Hayes v. State

Decision Date15 March 1920
Docket Number245
Citation219 S.W. 312,142 Ark. 587
PartiesHAYES v. STATE
CourtArkansas Supreme Court

Appeal from Washington Circuit Court; W. A. Dickson, Judge affirmed.

Judgment affirmed.

W. A Ratterree and John P. Roberts, for appellant.

1. The court erred in overruling the motion for continuance on account of the absence of a material witness. Defendant had used due diligence to procure the attendance of the witness. 100 Ark. 301; 110 Id. 251; 129 Id. 299; 140 S.W. 8.

2. The court erred in manifesting an interest in the trial by taking charge of and examining defendant while on the stand.

3. The court erred in instructing the jury after they had retired and came back into court and the questions asked by the judge were prejudicial.

4. The court erred in overruling defendant's motion for new trial for newly discovered evidence and surprise. 26 Ark 496; 92 Id. 519; 103 Id. 589; 148 Id. 371; 30 Id. 723; 60 Id. 643; 40 S.W. 126; 37 L. R. A. 659.

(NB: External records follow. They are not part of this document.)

//! Tracing setup shared by the library crates and the `anthemav` binary.
//!
//! ```ignore
//! use anthemav_core::tracing::{init_tracing, TracingConfig};
//!
//! init_tracing(TracingConfig::default())?;
//! ```
//!
//! Long-running sessions (the `watch` subcommand) use [`TracingConfig::daemon`],
//! which switches to JSON lines with span events.

use thiserror::Error;
use tracing::Level;
use tracing_subscriber::{
    EnvFilter,
    fmt::{self, format::FmtSpan},
    prelude::*,
};

/// Errors that can occur during tracing initialization.
#[derive(Debug, Error)]
pub enum TracingError {
    /// A global subscriber is already installed.
    #[error("failed to set global tracing subscriber: {0}")]
    SetGlobalSubscriber(#[from] tracing::subscriber::SetGlobalDefaultError),

    /// The filter directive could not be parsed.
    #[error("failed to parse env filter: {0}")]
    EnvFilter(#[from] tracing_subscriber::filter::ParseError),

    /// Unknown level name in configuration.
    #[error("unknown log level: {0}")]
    UnknownLevel(String),

    /// Unknown output format name in configuration.
    #[error("unknown log format: {0} (expected pretty, compact or json)")]
    UnknownFormat(String),
}

/// Output format for log lines.
#[derive(Debug, Clone, Copy, Default, PartialEq, Eq)]
pub enum TracingOutputFormat {
    /// Multi-line human readable output.
    Pretty,
    /// Single-line output.
    #[default]
    Compact,
    /// JSON lines.
    Json,
}

impl std::str::FromStr for TracingOutputFormat {
    type Err = TracingError;

    fn from_str(s: &str) -> Result<Self, Self::Err> {
        match s.trim().to_ascii_lowercase().as_str() {
            "pretty" => Ok(Self::Pretty),
            "compact" => Ok(Self::Compact),
            "json" => Ok(Self::Json),
            _ => Err(TracingError::UnknownFormat(s.to_string())),
        }
    }
}

/// Configuration for [`init_tracing`].
#[derive(Debug, Clone)]
pub struct TracingConfig {
    /// Level used for the `anthemav` targets when `RUST_LOG` is unset.
    pub default_level: Level,
    pub output_format: TracingOutputFormat,
    /// Include file and line of the call site.
    pub include_location: bool,
    /// Include the module path.
    pub include_target: bool,
    pub include_timestamp: bool,
    /// Log span open/close events.
    pub include_span_events: bool,
    /// Explicit filter directive, takes precedence over `default_level`.
    pub env_filter: Option<String>,
}

impl Default for TracingConfig {
    fn default() -> Self {
        Self {
            default_level: Level::WARN,
            output_format: TracingOutputFormat::Compact,
            include_location: false,
            include_target: false,
            include_timestamp: true,
            include_span_events: false,
            env_filter: None,
        }
    }
}

impl TracingConfig {
    /// Verbose single-line output for interactive debugging.
    #[must_use]
    pub fn cli_debug() -> Self {
        Self {
            default_level: Level::DEBUG,
            output_format: TracingOutputFormat::Compact,
            include_location: true,
            include_target: true,
            include_timestamp: false,
            include_span_events: false,
            env_filter: None,
        }
    }

    /// JSON output for long-running sessions.
    #[must_use]
    pub fn daemon() -> Self {
        Self {
            default_level: Level::INFO,
            output_format: TracingOutputFormat::Json,
            include_location: true,
            include_target: true,
            include_timestamp: true,
            include_span_events: true,
            env_filter: None,
        }
    }

    #[must_use]
    pub fn with_level(mut self, level: Level) -> Self {
        self.default_level = level;
        self
    }

    /// Sets the level from a name such as `"debug"`.
    pub fn with_level_name(self, name: &str) -> Result<Self, TracingError> {
        let level = name
            .parse::<Level>()
            .map_err(|_| TracingError::UnknownLevel(name.to_string()))?;
        Ok(self.with_level(level))
    }

    #[must_use]
    pub fn with_format(mut self, format: TracingOutputFormat) -> Self {
        self.output_format = format;
        self
    }

    #[must_use]
    pub fn with_env_filter(mut self, filter: impl Into<String>) -> Self {
        self.env_filter = Some(filter.into());
        self
    }

    /// Directive used when neither `env_filter` nor `RUST_LOG` is set.
    pub fn default_directive(&self) -> String {
        format!("anthemav={}", self.default_level)
    }
}

/// Installs the global subscriber.
///
/// `RUST_LOG` overrides `default_level` but not an explicit `env_filter`.
///
/// # Errors
///
/// Fails if a global subscriber is already set or the directive is invalid.
pub fn init_tracing(config: TracingConfig) -> Result<(), TracingError> {
    let env_filter = match config.env_filter {
        Some(ref filter) => EnvFilter::try_new(filter)?,
        None => EnvFilter::try_from_default_env()
            .unwrap_or_else(|_| EnvFilter::new(config.default_directive())),
    };

    let span_events = if config.include_span_events {
        FmtSpan::NEW | FmtSpan::CLOSE
    } else {
        FmtSpan::NONE
    };

    match config.output_format {
        TracingOutputFormat::Pretty => {
            let subscriber = tracing_subscriber::registry().with(env_filter).with(
                fmt::layer()
                    .with_writer(std::io::stderr)
                    .pretty()
                    .with_file(config.include_location)
                    .with_line_number(config.include_location)
                    .with_target(config.include_target)
                    .with_span_events(span_events),
            );
            tracing::subscriber::set_global_default(subscriber)?;
        }
        TracingOutputFormat::Compact => {
            let layer = fmt::layer()
                .with_writer(std::io::stderr)
                .compact()
                .with_file(config.include_location)
                .with_line_number(config.include_location)
                .with_target(config.include_target)
                .with_span_events(span_events);

            let layer = if config.include_timestamp {
                layer.boxed()
            } else {
                layer.without_time().boxed()
            };

            let subscriber = tracing_subscriber::registry().with(env_filter).with(layer);
            tracing::subscriber::set_global_default(subscriber)?;
        }
        TracingOutputFormat::Json => {
            let subscriber = tracing_subscriber::registry().with(env_filter).with(
                fmt::layer()
                    .with_writer(std::io::stderr)
                    .json()
                    .with_file(config.include_location)
                    .with_line_number(config.include_location)
                    .with_target(config.include_target)
                    .with_span_events(span_events),
            );
            tracing::subscriber::set_global_default(subscriber)?;
        }
    }

    Ok(())
}
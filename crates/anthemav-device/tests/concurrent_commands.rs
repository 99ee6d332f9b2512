mod common;

use std::collections::BTreeSet;

use anthemav_device::DeviceSession;
use common::{MockReceiver, config};

#[tokio::test(flavor = "multi_thread", worker_threads = 4)]
async fn concurrent_commands_never_interleave() {
    let mock = MockReceiver::bind().await;
    let session = DeviceSession::new(config(mock.port)).unwrap();
    session.connect().await.unwrap();
    let mut peer = mock.accept().await;

    let mut expected = BTreeSet::new();
    let mut tasks = Vec::new();
    for i in 0..50u32 {
        let session = session.clone();
        let zone = (i % 3 + 1) as u8;
        let input = i % 9 + 1;
        expected.insert(format!("Z{zone}INP{input}"));
        tasks.push(tokio::spawn(async move {
            session.select_input(input, zone).await.unwrap()
        }));
    }
    for task in tasks {
        assert!(task.await.unwrap());
    }

    let lines = peer.read_lines(50).await;
    for line in &lines {
        assert!(expected.contains(line), "garbled line on the wire: {line:?}");
    }
    session.disconnect().await;
}

#[tokio::test(flavor = "multi_thread", worker_threads = 2)]
async fn two_concurrent_commands_arrive_whole() {
    let mock = MockReceiver::bind().await;
    let session = DeviceSession::new(config(mock.port)).unwrap();
    session.connect().await.unwrap();
    let mut peer = mock.accept().await;

    let a = session.clone();
    let b = session.clone();
    let (ra, rb) = tokio::join!(
        tokio::spawn(async move { a.send_command("Z1VOL-40").await }),
        tokio::spawn(async move { b.send_command("Z2MUT1").await }),
    );
    assert!(ra.unwrap());
    assert!(rb.unwrap());

    let mut lines = peer.read_lines(2).await;
    lines.sort();
    assert_eq!(lines, ["Z1VOL-40", "Z2MUT1"]);
}
//! Client error types.

use std::fmt;

use anthemav_device::DeviceError;

/// Result type for client operations.
pub type ClientResult<T> = Result<T, ClientError>;

/// Errors that can occur in the client.
#[derive(Debug)]
pub enum ClientError {
    /// Configuration error.
    Config(String),
    /// Device session error.
    Device(DeviceError),
    /// IO error.
    Io(std::io::Error),
    /// Receiver did not answer in time.
    Timeout(String),
    /// Source name or number that matches no input.
    UnknownInput(String),
    /// Command could not be written to the receiver.
    NotSent(String),
}

impl fmt::Display for ClientError {
    fn fmt(&self, f: &mut fmt::Formatter<'_>) -> fmt::Result {
        match self {
            Self::Config(msg) => write!(f, "configuration error: {}", msg),
            Self::Device(err) => write!(f, "device error: {}", err),
            Self::Io(err) => write!(f, "IO error: {}", err),
            Self::Timeout(msg) => write!(f, "timeout: {}", msg),
            Self::UnknownInput(name) => write!(f, "unknown input: {}", name),
            Self::NotSent(cmd) => write!(f, "command not sent: {}", cmd),
        }
    }
}

impl std::error::Error for ClientError {
    fn source(&self) -> Option<&(dyn std::error::Error + 'static)> {
        match self {
            Self::Io(err) => Some(err),
            Self::Device(err) => Some(err),
            _ => None,
        }
    }
}

impl From<std::io::Error> for ClientError {
    fn from(err: std::io::Error) -> Self {
        Self::Io(err)
    }
}

impl From<DeviceError> for ClientError {
    fn from(err: DeviceError) -> Self {
        Self::Device(err)
    }
}

impl From<anthemav_protocol::EncodeError> for ClientError {
    fn from(err: anthemav_protocol::EncodeError) -> Self {
        Self::Device(DeviceError::Encode(err))
    }
}

impl From<anthemav_core::TracingError> for ClientError {
    fn from(err: anthemav_core::TracingError) -> Self {
        Self::Config(err.to_string())
    }
}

5. The court erred in refusing to let J. H. Smith, witness, answer the question contradicting John Barnett.

6. The court erred in giving instruction No. 1 on its own motion. Kirby & Castle's Digest, § 6021 et seq.

John D. Arbuckle, Attorney General, and J. B. Webster, Assistant, for appellee.

1. There was no error in overruling the motion for continuance. Due diligence was not alleged nor shown. 71 Ark. 62; 94 Id. 169. It is an abuse of discretion to deny a continuance on account of a nonresident witness. 103 Ark. 509; 90 Id. 384; 110 Id. 402. No proper foundation was laid, and there was no abuse of discretion by the court. 57 Ark. 168; 41 Id. 153; 79 Id. 594.

2. The court did not manifest an undue interest in the trial by examining defendant on the stand nor in instructing the jury after they retired and came back. 84 Ark. 95; 86 Id. 360.

3. The motion for new trial was properly overruled. The grounds were not sufficient. 66 Ark. 620; 55 Id. 567; 57 Id. 60; 69 Id. 546.

4. There was error in refusing John Smith to answer question asked. 7 Enc. of Ev., p. 17; Kirby's Dig., § 3138, as amended by act of 1905; Enc. of Ev., vol. 7, p. 173; 53 Ark. 390.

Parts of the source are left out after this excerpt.